Open source software

Kune was a free/open source distributed social network focused on online real-time collaborative editing, decentralized social networking and web publishing in workgroups. It aimed to allow for the creation of online spaces for collaborative work where organizations and individuals can build projects online, coordinate common agendas, set up virtual meetings, publish on the web, and join organizations with similar interests. It had a focus on Free Culture and social movements needs. Kune was a project of the Comunes Collective. The project seems abandoned since 2017, with no new commits, blog entries or site activity.

== Technical details ==
Kune was programmed using the Java-based GWT in the client-side, integrating Apache Wave (formerly Google Wave) and using mainly the open protocols XMPP and Wave Federation Protocol. GWT Java sources on the client side generates obfuscated and optimized JavaScript conforming a single page application. Wave extensions (gadgets, bots) run on top of Kune (as in Facebook apps) and can be programmed in Java+GWT, JavaScript or Python.

The last version was under development since 2007 until 2017. The code was hosted in the GIT of Gitorious, with a development site and its main node maintained by the Comunes Collective.

Kune is 100% free software and was built only using free software. Its software is licensed under the AGPL license, while the art is under a Creative Commons BY-SA.

== Philosophy ==

Kune was born in order to face a growing concern from the community behind it. Nowadays, groups (a group of friends, activists, a NGO, a small start-up) that need to work together typically will use multiple free (like beer) commercial centralized for-profit services (e.g. Google Docs, Google Groups, Facebook, Wordpress.com, Dropbox, Flickr, eBay ...) in order to communicate and collaborate online. However, "If you're not paying for it, you're the product". In order to avoid that, such groups of users may ask a technical expert to build them mailing lists, a webpage and maybe to set up an etherpad. However, technicians are needed for any new list (as they cannot configure e.g. GNU Mailman), configuration change, etc., creating a strong dependency and ultimately a bottleneck.

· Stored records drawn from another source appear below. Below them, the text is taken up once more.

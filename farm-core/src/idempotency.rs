//! Day-bucketed duplicate-dispatch suppression.
//!
//! The key is `hex(sha256("provider:wallet:chain:YYYY-MM-DD"))`; the claim
//! is a single `INSERT OR IGNORE` against a UNIQUE column, so concurrent
//! dispatchers race safely inside SQLite and exactly one wins.

use crate::ledger::day_bucket;
use crate::store::Store;
use anyhow::Result;
use chrono::{DateTime, Utc};
use sha2::{Digest, Sha256};
use std::sync::Arc;

pub struct IdempotencyGuard {
    store: Arc<Store>,
}

impl IdempotencyGuard {
    pub fn new(store: Arc<Store>) -> Self {
        Self { store }
    }

    /// Canonical key for one (provider, wallet, chain) per UTC day.
    pub fn key_for(provider: &str, wallet: &str, chain: &str, at: DateTime<Utc>) -> String {
        let material = format!("{}:{}:{}:{}", provider, wallet, chain, day_bucket(at));
        hex::encode(Sha256::digest(material.as_bytes()))
    }

    /// True when this caller won the claim; false when the key was already
    /// taken this day.
    pub async fn try_claim(&self, key: &str, now: DateTime<Utc>) -> Result<bool> {
        self.store
            .try_insert_idempotency_key(key, now.timestamp())
            .await
    }

    /// Undo a claim whose dispatch failed before any external side effect,
    /// so a later cycle can retry within the same day bucket.
    pub async fn release(&self, key: &str) -> Result<()> {
        self.store.release_idempotency_key(key).await
    }
}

Kune aims to cover all those needs of groups to communicate and collaborate, in a usable way and thus without depending on technical experts. It aims to be a free/libre web service (and thus in the cloud), but decentralized as email, so a user can choose the server they want and still interoperate transparently with the rest.

Opposite to most distributed social networks, this software focuses on collaboration and building, not only on communication and sharing. Thus, Kune does not aim to ultimately replace Facebook, but also all the above-mentioned commercial services. Kune has a strong focus on the construction of Free Culture and eventually facilitate Commons-based peer production.

== History ==

| Version | Code name | Release date |
| 0.0.1 | -- | 2007 |  |
| 0.0.9 | 15M | 2011-08-04 |  |
| 0.1.0 | 99% | 2012-04-13 |  |
| 0.2.0 | Ostrom | 2012-10-22 |  |
| 1.0.0 | "Free-riders" | 2015-03-18 |  |
Legend:UnsupportedSupportedLatest versionPreview versionFuture version

The origin of Kune relies on the community behind Ourproject.org. Ourproject aimed to provide for Free Culture (social/cultural projects) what SourceForge and other software forges meant for free software: a collection of communication and collaboration tools that would boost the emergence of community-driven free projects. However, although Ourproject was relatively successful, it was far from the original aims. The analysis of the situation in 2005 concluded that only the groups that had a techie among them (who would manage Mailman or install a CMS) were able to move forward, while the rest would abandon the service. Thus, new free collaborative tools were needed, more usable and suitable for anyone, as the available free tools required a high degree of technical expertise. This is why Kune, whose name means "together" in Esperanto, was developed.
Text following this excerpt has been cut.